Md Tafijul Haque, a stone importer at Banglabandha said that there are three types of workers at the stone crushing fields. Importers bring in hundreds of tones boulder stones from India and Bhutan through the land port. “There are four to five hundred big trucks coming to the port every day, carrying 25 tons on each vehicle,” he said. He said that the first set of workers just unload the stores. “Small accidents are normal in this job. Sometimes the heavy stones slip from their hands. Head injures are the most common.” He said that now-a-days the Indian trucks have hydraulic systems to unload the stones. These unloaders have a welfare association that takes care of their rights. “If a worker sustains an injury then they get a small amount from the association for treatment. We provide a sum.” The second set of workers are the stone crushing machine operators called ‘Drivers’ who earn better than unloaders. Drivers are taken care of by the machine owners. The most unfortunate are the third set, the daily workers, who crush stones and directly inhale the silica laced dust.
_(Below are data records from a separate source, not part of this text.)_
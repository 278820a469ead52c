//! Cost catalog
//!
//! The catalog is an ordered collection of cost rules. It is owned and
//! edited outside the engine (admin screen); the engine receives it as an
//! immutable snapshot per compute call.
//!
//! # Critical Invariants
//!
//! 1. Rule codes are unique
//! 2. Every rule's `qty_source` is the one its `behavior` expects
//! 3. No rule carries a derived category (`finance`, `shrinkage`)
//!
//! All three are enforced here, at load and update time, so the compute
//! hot path never re-validates static catalog data.

pub mod seed;
pub mod store;

use serde::{Deserialize, Serialize};
use thiserror::Error;

use crate::models::rule::{Behavior, CostCategory, CostRule, QtySource};

pub use seed::seed_rules;
pub use store::CatalogStore;

/// Errors raised when loading or editing the catalog
#[derive(Debug, Error, PartialEq)]
pub enum CatalogError {
    #[error("no cost rule with code {code}")]
    UnknownCostCode { code: String },

    #[error("cost rule code {code} already exists")]
    DuplicateCostCode { code: String },

    #[error("rule {code}: qty_source {qty_source} is incompatible with behavior {behavior} (expected {expected})")]
    IncompatibleQuantitySource {
        code: String,
        behavior: Behavior,
        qty_source: QtySource,
        expected: QtySource,
    },

    #[error("rule {code}: category {category} is derived by the engine and cannot be a catalog row")]
    ReservedCategory {
        code: String,
        category: CostCategory,
    },

    #[error("cost rule code must not be empty")]
    EmptyCode,
}

/// Validate one rule against the catalog-consistency invariants
///
/// Uniqueness is checked by the container, not here.
pub fn validate_rule(rule: &CostRule) -> Result<(), CatalogError> {
    if rule.code.is_empty() {
        return Err(CatalogError::EmptyCode);
    }
    if rule.category.is_derived() {
        return Err(CatalogError::ReservedCategory {
            code: rule.code.clone(),
            category: rule.category,
        });
    }
    let expected = rule.behavior.expected_qty_source();
    if rule.qty_source != expected {
        return Err(CatalogError::IncompatibleQuantitySource {
            code: rule.code.clone(),
            behavior: rule.behavior,
            qty_source: rule.qty_source,
            expected,
        });
    }
    Ok(())
}

/// Immutable, validated catalog snapshot
///
/// Order is the catalog's display order and is preserved through scope
/// resolution into the line items.
#[derive(Debug, Clone, PartialEq, Serialize, Deserialize)]
#[serde(try_from = "Vec<CostRule>", into = "Vec<CostRule>")]
pub struct CostCatalog {
    rules: Vec<CostRule>,
}

impl CostCatalog {
    /// Build a catalog from rules, validating every row and code uniqueness
    pub fn from_rules(rules: Vec<CostRule>) -> Result<Self, CatalogError> {
        for (i, rule) in rules.iter().enumerate() {
            validate_rule(rule)?;
            if rules[..i].iter().any(|r| r.code == rule.code) {
                return Err(CatalogError::DuplicateCostCode {
                    code: rule.code.clone(),
                });
            }
        }
        Ok(Self { rules })
    }

    /// Internal constructor for rules already validated by the store
    pub(crate) fn from_validated(rules: Vec<CostRule>) -> Self {
        Self { rules }
    }

    /// Rules in catalog order
    pub fn rules(&self) -> &[CostRule] {
        &self.rules
    }

    /// Iterate rules in catalog order
    pub fn iter(&self) -> std::slice::Iter<'_, CostRule> {
        self.rules.iter()
    }

    /// Number of rules
    pub fn len(&self) -> usize {
        self.rules.len()
    }

    /// True when the catalog holds no rules
    pub fn is_empty(&self) -> bool {
        self.rules.is_empty()
    }
}

impl TryFrom<Vec<CostRule>> for CostCatalog {
    type Error = CatalogError;

    fn try_from(rules: Vec<CostRule>) -> Result<Self, Self::Error> {
        CostCatalog::from_rules(rules)
    }
}

impl From<CostCatalog> for Vec<CostRule> {
    fn from(catalog: CostCatalog) -> Self {
        catalog.rules
    }
}
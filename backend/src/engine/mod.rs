//! Scenario compute engine
//!
//! The pure function at the heart of the calculator: one scenario plus
//! one immutable catalog snapshot in, one result out. Single pass,
//! synchronous, no I/O, no shared state — safe to invoke concurrently
//! for independent scenarios, and total (catalog size bounds the work).
//!
//! # Pipeline
//!
//! 1. Scope resolution: filter the catalog to the scenario's destination
//!    and incoterm
//! 2. Quantity resolution + line evaluation, per rule, catalog order
//! 3. Bucket aggregation (COGS, logistics, insurance, shrinkage,
//!    partner profit)
//! 4. Finance cost from the payment-timing gap
//! 5. KPI derivation (revenue, margin, break-even)

pub mod aggregate;
pub mod evaluate;
pub mod finance;
pub mod kpi;
pub mod quantity;
pub mod scope;

use thiserror::Error;

use crate::catalog::CostCatalog;
use crate::models::outcome::ComputeResult;
use crate::models::rule::{Behavior, QtySource};
use crate::models::scenario::Scenario;

pub use quantity::{value_basis, ValueBasis};

/// Errors raised during a compute call
///
/// A malformed catalog fails the whole computation rather than silently
/// skipping a line; zero-revenue and empty-scope scenarios are valid and
/// do not error.
#[derive(Debug, Error, PartialEq)]
pub enum ComputeError {
    #[error("rule {code}: qty_source {qty_source} cannot be priced with behavior {behavior}")]
    InvalidQuantitySource {
        code: String,
        behavior: Behavior,
        qty_source: QtySource,
    },
}

/// Compute the full costing result for one scenario
///
/// # Arguments
/// * `scenario` - The shipment under evaluation
/// * `catalog` - Immutable catalog snapshot taken at call time
///
/// # Errors
/// `InvalidQuantitySource` when a rule's behavior/quantity-source pairing
/// is inconsistent (configuration bug in an unvalidated catalog).
pub fn compute(scenario: &Scenario, catalog: &CostCatalog) -> Result<ComputeResult, ComputeError> {
    let rules = scope::resolve(catalog, scenario);

    let mut lines = Vec::with_capacity(rules.len());
    for rule in rules {
        lines.push(evaluate::evaluate(rule, scenario)?);
    }

    let mut breakdown = aggregate::aggregate(scenario, lines);
    breakdown.finance = finance::finance_cost(scenario, breakdown.cogs);

    let kpis = kpi::derive(scenario, &breakdown);

    Ok(ComputeResult { breakdown, kpis })
}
They are not under and insurance coverage and do not have a any from of safety net if an accident happens of if they get ill. These day to day contractual workers are the most vulnerable because they have no unions or welfare associations. They come from all over the country looking for work and sometimes work by crushing stones and sometimes by collecting stones from Mohananda river. They are mostly fishermen from the area, who have no safety net when it comes to the stone crushing work.